::: Available data
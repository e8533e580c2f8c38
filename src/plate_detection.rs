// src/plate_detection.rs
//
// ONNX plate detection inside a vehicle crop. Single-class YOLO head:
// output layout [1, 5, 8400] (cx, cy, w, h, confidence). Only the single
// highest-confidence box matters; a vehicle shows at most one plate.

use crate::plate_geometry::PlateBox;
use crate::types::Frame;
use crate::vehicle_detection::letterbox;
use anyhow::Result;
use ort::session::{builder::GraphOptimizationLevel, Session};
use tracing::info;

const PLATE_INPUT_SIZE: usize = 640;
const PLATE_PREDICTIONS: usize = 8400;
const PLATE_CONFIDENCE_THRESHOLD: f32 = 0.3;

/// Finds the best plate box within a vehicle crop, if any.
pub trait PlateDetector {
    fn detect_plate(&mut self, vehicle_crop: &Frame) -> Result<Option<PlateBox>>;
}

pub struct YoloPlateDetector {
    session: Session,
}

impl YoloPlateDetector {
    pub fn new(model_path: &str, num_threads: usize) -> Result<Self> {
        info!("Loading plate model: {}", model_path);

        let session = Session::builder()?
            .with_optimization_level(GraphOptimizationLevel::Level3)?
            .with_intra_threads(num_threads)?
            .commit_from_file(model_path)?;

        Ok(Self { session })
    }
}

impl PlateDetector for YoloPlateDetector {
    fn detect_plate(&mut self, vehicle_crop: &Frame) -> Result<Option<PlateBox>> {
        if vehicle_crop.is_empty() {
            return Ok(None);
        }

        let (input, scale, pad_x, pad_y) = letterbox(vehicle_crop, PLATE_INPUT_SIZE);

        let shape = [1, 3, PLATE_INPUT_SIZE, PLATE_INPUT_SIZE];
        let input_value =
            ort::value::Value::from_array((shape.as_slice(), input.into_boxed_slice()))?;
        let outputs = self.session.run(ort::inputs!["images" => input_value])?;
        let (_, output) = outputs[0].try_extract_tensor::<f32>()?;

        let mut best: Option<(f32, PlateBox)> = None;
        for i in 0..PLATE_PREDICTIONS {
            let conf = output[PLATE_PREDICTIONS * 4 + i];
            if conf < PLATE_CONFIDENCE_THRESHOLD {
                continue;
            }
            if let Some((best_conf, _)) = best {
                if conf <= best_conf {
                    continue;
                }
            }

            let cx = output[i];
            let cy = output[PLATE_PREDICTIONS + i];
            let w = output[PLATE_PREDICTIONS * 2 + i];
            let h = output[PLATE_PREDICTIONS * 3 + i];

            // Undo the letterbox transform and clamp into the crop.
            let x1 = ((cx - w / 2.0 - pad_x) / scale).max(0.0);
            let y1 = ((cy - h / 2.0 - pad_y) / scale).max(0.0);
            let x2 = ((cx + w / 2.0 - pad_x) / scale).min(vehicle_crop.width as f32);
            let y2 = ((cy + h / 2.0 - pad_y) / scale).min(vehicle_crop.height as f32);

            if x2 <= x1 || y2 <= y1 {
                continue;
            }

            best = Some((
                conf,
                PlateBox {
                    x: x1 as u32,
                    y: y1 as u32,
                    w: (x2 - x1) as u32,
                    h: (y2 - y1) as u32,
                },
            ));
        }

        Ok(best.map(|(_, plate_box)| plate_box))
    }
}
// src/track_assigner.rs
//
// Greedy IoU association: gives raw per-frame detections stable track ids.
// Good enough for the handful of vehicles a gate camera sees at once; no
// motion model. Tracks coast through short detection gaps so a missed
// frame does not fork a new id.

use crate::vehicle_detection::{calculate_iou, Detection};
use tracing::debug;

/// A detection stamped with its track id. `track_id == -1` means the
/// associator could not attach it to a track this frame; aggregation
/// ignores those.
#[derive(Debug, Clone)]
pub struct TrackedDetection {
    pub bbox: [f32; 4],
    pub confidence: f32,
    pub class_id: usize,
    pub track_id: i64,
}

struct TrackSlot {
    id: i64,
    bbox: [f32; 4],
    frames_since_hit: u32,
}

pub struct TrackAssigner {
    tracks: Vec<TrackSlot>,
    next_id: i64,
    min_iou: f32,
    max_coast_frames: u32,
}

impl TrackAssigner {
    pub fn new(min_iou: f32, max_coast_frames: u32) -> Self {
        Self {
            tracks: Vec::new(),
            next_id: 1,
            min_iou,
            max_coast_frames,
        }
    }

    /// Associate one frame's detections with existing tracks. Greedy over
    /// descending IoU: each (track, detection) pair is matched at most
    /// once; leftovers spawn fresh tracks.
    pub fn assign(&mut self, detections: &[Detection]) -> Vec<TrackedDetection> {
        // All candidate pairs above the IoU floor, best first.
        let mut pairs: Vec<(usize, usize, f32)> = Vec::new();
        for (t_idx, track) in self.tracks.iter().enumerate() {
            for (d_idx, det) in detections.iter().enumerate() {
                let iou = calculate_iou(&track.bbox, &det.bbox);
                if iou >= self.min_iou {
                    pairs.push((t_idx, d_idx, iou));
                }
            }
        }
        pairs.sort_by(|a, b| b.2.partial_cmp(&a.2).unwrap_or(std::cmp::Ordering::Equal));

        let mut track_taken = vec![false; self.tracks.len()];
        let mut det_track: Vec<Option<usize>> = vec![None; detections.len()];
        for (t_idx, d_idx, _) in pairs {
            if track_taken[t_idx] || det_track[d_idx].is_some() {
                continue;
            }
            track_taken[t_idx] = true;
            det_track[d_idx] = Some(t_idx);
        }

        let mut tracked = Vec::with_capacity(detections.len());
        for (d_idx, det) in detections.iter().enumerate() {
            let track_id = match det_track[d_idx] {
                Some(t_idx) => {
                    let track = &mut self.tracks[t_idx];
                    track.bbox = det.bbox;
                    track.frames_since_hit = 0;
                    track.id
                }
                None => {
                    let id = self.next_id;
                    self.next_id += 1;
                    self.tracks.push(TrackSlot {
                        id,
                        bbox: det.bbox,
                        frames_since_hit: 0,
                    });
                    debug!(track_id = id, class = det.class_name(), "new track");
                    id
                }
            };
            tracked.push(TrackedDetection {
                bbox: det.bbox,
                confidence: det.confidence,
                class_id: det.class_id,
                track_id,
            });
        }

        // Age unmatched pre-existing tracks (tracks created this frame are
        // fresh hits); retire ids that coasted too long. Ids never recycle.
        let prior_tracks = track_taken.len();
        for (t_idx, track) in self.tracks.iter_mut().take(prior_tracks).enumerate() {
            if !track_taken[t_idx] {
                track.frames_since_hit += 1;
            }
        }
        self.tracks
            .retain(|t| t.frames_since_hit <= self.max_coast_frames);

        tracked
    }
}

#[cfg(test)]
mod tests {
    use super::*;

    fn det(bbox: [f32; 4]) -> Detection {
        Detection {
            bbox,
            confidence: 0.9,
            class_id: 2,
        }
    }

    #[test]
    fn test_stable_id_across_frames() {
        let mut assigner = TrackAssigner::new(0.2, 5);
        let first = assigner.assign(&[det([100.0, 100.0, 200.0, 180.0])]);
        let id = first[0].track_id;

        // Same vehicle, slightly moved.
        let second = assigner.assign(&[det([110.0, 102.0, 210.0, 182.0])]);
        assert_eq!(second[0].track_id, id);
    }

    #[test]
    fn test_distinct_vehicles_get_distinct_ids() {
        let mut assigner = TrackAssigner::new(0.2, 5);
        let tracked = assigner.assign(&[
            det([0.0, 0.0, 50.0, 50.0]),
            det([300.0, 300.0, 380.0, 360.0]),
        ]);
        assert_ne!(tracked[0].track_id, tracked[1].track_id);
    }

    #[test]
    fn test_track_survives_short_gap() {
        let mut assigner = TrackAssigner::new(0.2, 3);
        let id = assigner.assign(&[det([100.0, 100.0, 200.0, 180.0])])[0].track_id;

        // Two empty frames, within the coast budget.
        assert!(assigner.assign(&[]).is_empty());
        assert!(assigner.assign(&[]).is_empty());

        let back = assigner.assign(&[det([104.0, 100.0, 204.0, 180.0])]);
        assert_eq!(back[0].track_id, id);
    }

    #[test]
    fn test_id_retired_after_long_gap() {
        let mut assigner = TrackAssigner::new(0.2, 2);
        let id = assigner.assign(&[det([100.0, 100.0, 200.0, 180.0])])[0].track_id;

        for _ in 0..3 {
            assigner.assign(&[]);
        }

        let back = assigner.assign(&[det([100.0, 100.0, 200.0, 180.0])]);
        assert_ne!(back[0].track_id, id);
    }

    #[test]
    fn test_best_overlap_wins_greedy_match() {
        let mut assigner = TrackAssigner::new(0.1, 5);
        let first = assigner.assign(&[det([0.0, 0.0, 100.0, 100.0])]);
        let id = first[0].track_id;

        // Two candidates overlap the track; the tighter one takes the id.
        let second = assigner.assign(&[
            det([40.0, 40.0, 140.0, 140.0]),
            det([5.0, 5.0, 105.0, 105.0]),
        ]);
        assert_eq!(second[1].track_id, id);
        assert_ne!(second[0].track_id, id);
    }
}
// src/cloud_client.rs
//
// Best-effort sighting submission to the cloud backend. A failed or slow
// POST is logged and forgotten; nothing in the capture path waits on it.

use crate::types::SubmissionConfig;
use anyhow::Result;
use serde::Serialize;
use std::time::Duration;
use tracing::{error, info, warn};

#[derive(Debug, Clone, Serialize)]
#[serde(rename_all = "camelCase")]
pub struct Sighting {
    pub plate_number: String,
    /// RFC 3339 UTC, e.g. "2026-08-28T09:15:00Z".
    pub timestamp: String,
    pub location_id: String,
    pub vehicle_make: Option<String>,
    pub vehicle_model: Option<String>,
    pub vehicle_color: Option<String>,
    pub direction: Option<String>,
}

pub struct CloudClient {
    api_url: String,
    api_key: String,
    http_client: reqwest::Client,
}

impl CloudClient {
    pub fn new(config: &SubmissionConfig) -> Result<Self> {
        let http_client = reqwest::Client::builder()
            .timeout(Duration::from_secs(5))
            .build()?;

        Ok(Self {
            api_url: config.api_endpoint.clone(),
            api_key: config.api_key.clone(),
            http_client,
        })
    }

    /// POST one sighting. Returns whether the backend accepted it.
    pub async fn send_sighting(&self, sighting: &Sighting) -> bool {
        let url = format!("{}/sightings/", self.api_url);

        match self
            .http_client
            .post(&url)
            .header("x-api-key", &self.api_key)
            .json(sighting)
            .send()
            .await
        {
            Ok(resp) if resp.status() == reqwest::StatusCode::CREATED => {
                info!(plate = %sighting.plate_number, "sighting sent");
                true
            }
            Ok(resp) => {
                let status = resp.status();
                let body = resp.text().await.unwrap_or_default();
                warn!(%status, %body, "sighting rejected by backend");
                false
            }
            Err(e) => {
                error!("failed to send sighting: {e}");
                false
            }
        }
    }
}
::::::
• _Action item_: Give back the entries above exactly as they are, from their first line through the line that contains "let (_, output)", both included, with nothing else.

• _Answer to this exercise_:
repository e8533e580c2f8c38
filename src/plate_detection.rs
// src/plate_detection.rs
//
// ONNX plate detection inside a vehicle crop. Single-class YOLO head:
// output layout [1, 5, 8400] (cx, cy, w, h, confidence). Only the single
// highest-confidence box matters; a vehicle shows at most one plate.

use crate::plate_geometry::PlateBox;
use crate::types::Frame;
use crate::vehicle_detection::letterbox;
use anyhow::Result;
use ort::session::{builder::GraphOptimizationLevel, Session};
use tracing::info;

const PLATE_INPUT_SIZE: usize = 640;
const PLATE_PREDICTIONS: usize = 8400;
const PLATE_CONFIDENCE_THRESHOLD: f32 = 0.3;

/// Finds the best plate box within a vehicle crop, if any.
pub trait PlateDetector {
    fn detect_plate(&mut self, vehicle_crop: &Frame) -> Result<Option<PlateBox>>;
}

pub struct YoloPlateDetector {
    session: Session,
}

impl YoloPlateDetector {
    pub fn new(model_path: &str, num_threads: usize) -> Result<Self> {
        info!("Loading plate model: {}", model_path);

        let session = Session::builder()?
            .with_optimization_level(GraphOptimizationLevel::Level3)?
            .with_intra_threads(num_threads)?
            .commit_from_file(model_path)?;

        Ok(Self { session })
    }
}

impl PlateDetector for YoloPlateDetector {
    fn detect_plate(&mut self, vehicle_crop: &Frame) -> Result<Option<PlateBox>> {
        if vehicle_crop.is_empty() {
            return Ok(None);
        }

        let (input, scale, pad_x, pad_y) = letterbox(vehicle_crop, PLATE_INPUT_SIZE);

        let shape = [1, 3, PLATE_INPUT_SIZE, PLATE_INPUT_SIZE];
        let input_value =
            ort::value::Value::from_array((shape.as_slice(), input.into_boxed_slice()))?;
        let outputs = self.session.run(ort::inputs!["images" => input_value])?;
        let (_, output) = outputs[0].try_extract_tensor::<f32>()?;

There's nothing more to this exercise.